Now, I find myself entering a new phase of life. A new marriage. A new place to live in a house we purchased because it had a separate “writing shack” down by the river. My husband Dennis says the shack is where I will write the next great American novel. Maybe so, but more likely just a few more essays and the next book in the Allison Parker series.

I was a lawyer for three decades. I have now been a writer for more than half of the time spent in my previous profession. What has been the biggest and oddest revelation for me is that I now see myself not as a lawyer but as a writer.

How I got here has been an interesting journey. And it’s not over.

 

 

 

 

Who Needs A Honeymoon?

New Year’s Day started off nippy and sunny, a perfect setting for my wedding to a wonderful man. We married at our home in the presence of just a few family and close friends with my new brother-in-law officiating. Champagne toasts followed the short ceremony, topped off with a New Year’s Day brunch at our local club. All in all, a delightful and intimate start to our marriage.

We should have known better.

No one ever thinks that world events will interrupt one’s life even though history is replete with examples of just that. Certainly, Dennis and I were no different. So, when we woke up on January 3 and headed to the airport for our honeymoon flight to St. Thomas, the invasion in Venezuela never crossed our minds. Well, that’s not exactly true – Dennis wondered if there would be a problem, but when we arrived at the Norfolk airport for our flight to Dulles (and then on to St. Thomas), it was business as usual at the United counter.

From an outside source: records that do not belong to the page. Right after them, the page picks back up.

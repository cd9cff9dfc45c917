// ABOUTME: Peak-hold controller requiring the best reach to be sustained within tolerance
// ABOUTME: Best only rises; a held run of round(need_sec * fps) armed frames completes the hold
//
// SPDX-License-Identifier: MIT OR Apache-2.0
// Copyright (c) 2025 Pierre Fitness Intelligence

use pierre_measure_core::constants::peak_hold;
use pierre_measure_core::errors::{AppError, AppResult};
use serde::{Deserialize, Serialize};
use tracing::debug;

/// Peak-hold parameters
#[derive(Debug, Clone, Copy, PartialEq, Serialize, Deserialize)]
pub struct PeakHoldConfig {
    /// Seconds the peak must be held
    #[serde(default = "default_need_sec")]
    pub need_sec: f64,
    /// Sampling rate used to convert seconds to frames
    #[serde(default = "default_fps")]
    pub fps: f64,
    /// Band below best that still counts as holding
    #[serde(default = "default_tol_cm")]
    pub tol_cm: f64,
    /// Jump over best needed to (re-)arm
    #[serde(default = "default_min_increment")]
    pub min_increment_to_arm: f64,
}

const fn default_need_sec() -> f64 {
    peak_hold::NEED_SEC
}

const fn default_fps() -> f64 {
    peak_hold::FPS
}

const fn default_tol_cm() -> f64 {
    peak_hold::TOLERANCE_CM
}

const fn default_min_increment() -> f64 {
    peak_hold::MIN_INCREMENT_TO_ARM_CM
}

impl Default for PeakHoldConfig {
    fn default() -> Self {
        Self {
            need_sec: default_need_sec(),
            fps: default_fps(),
            tol_cm: default_tol_cm(),
            min_increment_to_arm: default_min_increment(),
        }
    }
}

impl PeakHoldConfig {
    /// Validate parameters
    ///
    /// # Errors
    ///
    /// Returns a config error for non-positive `fps` or `need_sec`, or a
    /// negative tolerance or arming increment.
    pub fn validate(&self) -> AppResult<()> {
        if !self.fps.is_finite() || self.fps <= 0.0 {
            return Err(AppError::config(format!("fps {} must be positive", self.fps)));
        }
        if !self.need_sec.is_finite() || self.need_sec <= 0.0 {
            return Err(AppError::config(format!(
                "hold duration {} s must be positive",
                self.need_sec
            )));
        }
        let negative = |v: f64| v.is_nan() || v < 0.0;
        if negative(self.tol_cm) || negative(self.min_increment_to_arm) {
            return Err(AppError::config(
                "peak-hold tolerance and arming increment must be non-negative",
            ));
        }
        Ok(())
    }

    /// Held frames required for completion
    #[must_use]
    pub fn required_frames(&self) -> u32 {
        (self.need_sec * self.fps).round().max(1.0) as u32
    }
}

/// Controller output after one push
#[derive(Debug, Clone, Copy, PartialEq, Serialize, Deserialize)]
pub struct PeakHoldStatus {
    /// Best value so far
    pub best_cm: f64,
    /// A qualifying jump has armed the hold
    pub armed: bool,
    /// Consecutive held frames
    pub hold_frames: u32,
    /// Held frames expressed in seconds at the configured rate
    pub hold_sec: f64,
    /// Fraction of the required hold completed
    pub progress: f64,
    /// Hold requirement met
    pub done: bool,
}

/// Peak-hold-with-tolerance controller
#[derive(Debug, Clone, PartialEq)]
pub struct PeakHoldController {
    config: PeakHoldConfig,
    required_frames: u32,
    best: Option<f64>,
    armed: bool,
    hold_frames: u32,
    hold_sum: f64,
}

impl PeakHoldController {
    /// Build a controller
    ///
    /// # Errors
    ///
    /// Returns a config error if `config` fails validation.
    pub fn new(config: PeakHoldConfig) -> AppResult<Self> {
        config.validate()?;
        Ok(Self {
            required_frames: config.required_frames(),
            config,
            best: None,
            armed: false,
            hold_frames: 0,
            hold_sum: 0.0,
        })
    }

    /// Active parameters
    #[must_use]
    pub const fn config(&self) -> &PeakHoldConfig {
        &self.config
    }

    /// Best value so far, `None` before the first push
    #[must_use]
    pub const fn best(&self) -> Option<f64> {
        self.best
    }

    /// Push one value; non-finite input counts as 0
    pub fn push(&mut self, value: f64) -> PeakHoldStatus {
        let v = if value.is_finite() { value } else { 0.0 };

        let Some(mut best) = self.best else {
            self.best = Some(v);
            self.armed = false;
            self.clear_hold();
            return self.status();
        };

        if v > best + self.config.min_increment_to_arm {
            best = v;
            if !self.armed {
                debug!(best_cm = best, "peak hold armed");
            }
            self.armed = true;
            self.clear_hold();
        } else if v > best {
            best = v;
        }

        if self.armed && v >= best - self.config.tol_cm {
            self.hold_frames += 1;
            self.hold_sum += v;
            let avg = self.hold_sum / f64::from(self.hold_frames);
            if avg > best {
                best = avg;
            }
        } else {
            self.clear_hold();
        }

        self.best = Some(best);
        let status = self.status();
        if status.done && self.hold_frames == self.required_frames {
            debug!(best_cm = best, hold_frames = self.hold_frames, "peak hold complete");
        }
        status
    }

    /// Current status without pushing
    #[must_use]
    pub fn status(&self) -> PeakHoldStatus {
        let done = self.armed && self.hold_frames >= self.required_frames;
        PeakHoldStatus {
            best_cm: self.best.unwrap_or(0.0),
            armed: self.armed,
            hold_frames: self.hold_frames,
            hold_sec: f64::from(self.hold_frames) / self.config.fps,
            progress: (f64::from(self.hold_frames) / f64::from(self.required_frames)).min(1.0),
            done,
        }
    }

    fn clear_hold(&mut self) {
        self.hold_frames = 0;
        self.hold_sum = 0.0;
    }

    /// Zero the hold streak, keeping best and armed
    pub fn break_hold(&mut self) {
        self.clear_hold();
    }

    /// Return to the initial state
    pub fn reset(&mut self) {
        self.best = None;
        self.armed = false;
        self.clear_hold();
    }
}
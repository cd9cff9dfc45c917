// ABOUTME: Integration tests for JSON-lines frame replay through the orchestrators
// ABOUTME: Writes recordings to temp files and checks the summary of each replayed test
//
// SPDX-License-Identifier: MIT OR Apache-2.0
// Copyright (c) 2025 Pierre Fitness Intelligence

#![allow(clippy::unwrap_used, clippy::expect_used, clippy::panic)]
#![allow(missing_docs)]

mod common;

use common::{init_test_logging, reach_frame, situp_frame, to_jsonl, REACH_FRAME_MS, SITUP_FRAME_MS};
use pierre_measure::config::MeasureConfig;
use pierre_measure::errors::ErrorCode;
use pierre_measure::models::{FitnessTest, Frame, Landmark, PoseLandmark};
use pierre_measure::orchestrator::RunPhase;
use pierre_measure::replay::{self, FrameRecord};
use pierre_measure::session::MeasurementOutcome;
use std::fs;
use tempfile::TempDir;

fn situp_recording() -> Vec<Frame> {
    let mut frames: Vec<Frame> = (0..145).map(|_| situp_frame(170.0)).collect();
    for _ in 0..2 {
        frames.extend((0..12).map(|_| situp_frame(80.0)));
        frames.extend((0..12).map(|_| situp_frame(170.0)));
    }
    frames
}

fn reach_recording() -> Vec<Frame> {
    let mut frames: Vec<Frame> = (0..40).map(|_| reach_frame(-40.0)).collect();
    frames.extend((-39..=5).map(|cm| reach_frame(f64::from(cm))));
    frames.extend((0..120).map(|_| reach_frame(6.0)));
    frames
}

#[tokio::test]
async fn test_situp_recording_counts_reps() {
    init_test_logging();
    let dir = TempDir::new().unwrap();
    let path = dir.path().join("situp.jsonl");
    fs::write(&path, to_jsonl(&situp_recording(), SITUP_FRAME_MS)).unwrap();

    let records = replay::load_jsonl(&path).await.unwrap();
    assert_eq!(records.len(), 193);

    let summary = replay::replay(FitnessTest::Situp, &records, &MeasureConfig::default()).unwrap();
    assert_eq!(summary.frames, 193);
    assert_eq!(summary.final_phase, RunPhase::Running);
    let result = summary.result.unwrap();
    assert_eq!(result.outcome, MeasurementOutcome::Situp { reps: 2 });
}

#[tokio::test]
async fn test_reach_recording_stops_at_finish() {
    init_test_logging();
    let dir = TempDir::new().unwrap();
    let path = dir.path().join("reach.jsonl");
    fs::write(&path, to_jsonl(&reach_recording(), REACH_FRAME_MS)).unwrap();

    let mut config = MeasureConfig::default();
    config.user.height_cm = common::REACH_HEIGHT_CM;
    config.sync_user_height();

    let records = replay::load_jsonl(&path).await.unwrap();
    let summary = replay::replay(FitnessTest::SitAndReach, &records, &config).unwrap();
    assert_eq!(summary.final_phase, RunPhase::Finished);

    let result = summary.result.unwrap();
    assert!(result.is_complete());
    match result.outcome {
        MeasurementOutcome::SitAndReach { best_cm, .. } => assert!((best_cm - 6.0).abs() < 1e-6),
        other => panic!("unexpected outcome {other:?}"),
    }
}

#[tokio::test]
async fn test_missing_recording_is_storage_error() {
    let dir = TempDir::new().unwrap();
    let error = replay::load_jsonl(dir.path().join("absent.jsonl"))
        .await
        .unwrap_err();
    assert_eq!(error.code, ErrorCode::StorageError);
}

#[test]
fn test_bad_line_is_named() {
    let text = "{\"timestamp_ms\": 0, \"landmarks\": []}\nnot json\n";
    let error = replay::parse_jsonl(text).unwrap_err();
    assert_eq!(error.code, ErrorCode::SerializationError);
    assert!(error.message.contains("line 2"));
}

#[test]
fn test_record_keeps_missing_landmarks() {
    let record = FrameRecord {
        timestamp_ms: 66,
        landmarks: Frame::empty()
            .with(PoseLandmark::LeftHip, Landmark::new(0.5, 0.7, 0.0, 0.95))
            .with(PoseLandmark::LeftKnee, Landmark::new(0.7, 0.7, -0.05, 0.9)),
    };
    let line = serde_json::to_string(&record).unwrap();
    assert!(line.contains("null"));
    let parsed = replay::parse_jsonl(&line).unwrap();
    assert_eq!(parsed, vec![record]);
}

#[test]
fn test_too_short_recording_has_no_result() {
    let records: Vec<FrameRecord> = (0..10)
        .map(|i| FrameRecord {
            timestamp_ms: i * SITUP_FRAME_MS,
            landmarks: situp_frame(170.0),
        })
        .collect();
    let summary = replay::replay(FitnessTest::Situp, &records, &MeasureConfig::default()).unwrap();
    assert_eq!(summary.final_phase, RunPhase::Ready);
    assert!(summary.result.is_none());
}
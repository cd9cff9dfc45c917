// ABOUTME: Camera framing validation against per-test yaw windows and ready-hold accumulation
// ABOUTME: NaN yaw always fails; any failing frame resets the consecutive-valid timer
//
// SPDX-License-Identifier: MIT OR Apache-2.0
// Copyright (c) 2025 Pierre Fitness Intelligence

use pierre_measure_core::constants::framing;
use pierre_measure_core::errors::{AppError, AppResult};
use pierre_measure_core::models::{FitnessTest, FrameIssue};
use serde::{Deserialize, Serialize};

/// Inclusive yaw acceptance window in degrees
#[derive(Debug, Clone, Copy, PartialEq, Serialize, Deserialize)]
pub struct FramingWindow {
    /// Lowest accepted yaw
    pub min_deg: f64,
    /// Highest accepted yaw
    pub max_deg: f64,
}

impl FramingWindow {
    /// Build a validated window
    ///
    /// # Errors
    ///
    /// Returns a config error when a bound is not finite or `min_deg > max_deg`.
    pub fn new(min_deg: f64, max_deg: f64) -> AppResult<Self> {
        let window = Self { min_deg, max_deg };
        window.validate()?;
        Ok(window)
    }

    /// Check a deserialized window
    ///
    /// # Errors
    ///
    /// Same conditions as [`FramingWindow::new`].
    pub fn validate(&self) -> AppResult<()> {
        if !self.min_deg.is_finite() || !self.max_deg.is_finite() || self.min_deg > self.max_deg {
            return Err(AppError::config(format!(
                "invalid yaw window [{}, {}]",
                self.min_deg, self.max_deg
            )));
        }
        Ok(())
    }

    /// Default window for a test
    #[must_use]
    pub const fn for_test(test: FitnessTest) -> Self {
        match test {
            FitnessTest::Situp => Self {
                min_deg: framing::SITUP_YAW_MIN_DEG,
                max_deg: framing::SITUP_YAW_MAX_DEG,
            },
            FitnessTest::SitAndReach => Self {
                min_deg: framing::REACH_YAW_MIN_DEG,
                max_deg: framing::REACH_YAW_MAX_DEG,
            },
            FitnessTest::StepTest => Self {
                min_deg: framing::STEP_YAW_MIN_DEG,
                max_deg: framing::STEP_YAW_MAX_DEG,
            },
        }
    }

    /// Yaw lies inside the window; NaN never does
    #[must_use]
    pub fn accepts(&self, yaw_deg: f64) -> bool {
        yaw_deg >= self.min_deg && yaw_deg <= self.max_deg
    }

    /// Why a yaw fails the window, if it does
    #[must_use]
    pub fn issue(&self, yaw_deg: f64) -> Option<FrameIssue> {
        if yaw_deg.is_nan() {
            Some(FrameIssue::IndeterminateYaw)
        } else if self.accepts(yaw_deg) {
            None
        } else {
            Some(FrameIssue::FramingInvalid { yaw_deg })
        }
    }
}

/// Accumulates consecutive valid-framing time before auto-advancing
#[derive(Debug, Clone, PartialEq, Eq)]
pub struct ReadyHold {
    required_ms: u64,
    valid_since_ms: Option<u64>,
}

impl ReadyHold {
    /// Hold requiring `required_ms` of uninterrupted valid frames
    #[must_use]
    pub const fn new(required_ms: u64) -> Self {
        Self {
            required_ms,
            valid_since_ms: None,
        }
    }

    /// Feed one frame; returns true once the hold is satisfied
    pub fn update(&mut self, valid: bool, now_ms: u64) -> bool {
        if !valid {
            self.valid_since_ms = None;
            return false;
        }
        let since = *self.valid_since_ms.get_or_insert(now_ms);
        now_ms.saturating_sub(since) >= self.required_ms
    }

    /// Consecutive valid time so far
    #[must_use]
    pub fn held_ms(&self, now_ms: u64) -> u64 {
        self.valid_since_ms
            .map_or(0, |since| now_ms.saturating_sub(since))
    }

    /// Fraction of the hold completed, in `[0, 1]`
    #[must_use]
    pub fn progress(&self, now_ms: u64) -> f64 {
        if self.required_ms == 0 {
            return if self.valid_since_ms.is_some() { 1.0 } else { 0.0 };
        }
        (self.held_ms(now_ms) as f64 / self.required_ms as f64).min(1.0)
    }

    /// Drop any accumulated time
    pub fn reset(&mut self) {
        self.valid_since_ms = None;
    }
}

We had a pleasant, short flight to DC. Yes, we thought, this is going to be a great trip. That sentiment was short-lived, however, when we got to our gate at Dulles and saw the sign “delayed”. If only that had been true. Within 20 minutes the announcement came: “the FAA has closed the airspace in the Eastern Caribbean due to concern of retaliatory strikes resulting from the Venezuela situation.” And to add insult to injury, we were told that United “might” be able to get us on a flight on Monday. Today was Saturday and we had only clothes for warm weather.

What to do?

What we did was retrieve our luggage, rent a car and drive back to Newport News. It was a very long day.

In all honesty, not everything was a disaster. A disappointment, yes, but a disaster, no. We spent a few days at the lovely Williamsburg Inn and both United and our hotel in St. Thomas gave us a full refund. We found a great French restaurant in Williamsburg, got a couple’s massage at the Inn’s spa, and otherwise enjoyed our time. But, St. Thomas it was not.

Truly, I don’t have room to bitch. God has gifted me with a love I never expected in my 70’s. I don’t need St. Thomas, the Williamsburg Inn, or any other locale to improve the perfection of being married to this man. Still...St. Thomas would have been nice.

The Path

Yesterday I spent some time reading through my two essay books, “Out of the Ashes” and “From There to Here and In-Between”. I had not looked back at any of that work in quite a long time, nor had I written many new essays for this blog in the past two or three years. Life had taken over my existence as I became more and more of a caregiver for a failing spouse. Even with his passing over two years ago, the desire and need to write had remained mostly dormant. So, when the urge to read my “old” work kept creeping into my awareness, I knew I needed to pay attention.

The years represented by the essays in those two collections are years which, for me, were years of painful inner reflection, acceptance of life on life’s terms, personal growth, and a response to an inner call to write as honestly as possible without fear of retribution, or rejection. Nevertheless, the essays in those two collections are a combination of wit, insight, reflection, and fun reads. “God’s Refrigerator” made me laugh again, “When Life Calls” reminded me that prayer is answered in many ways, and “Back to the Future” took me on a memory-filled trip to high school.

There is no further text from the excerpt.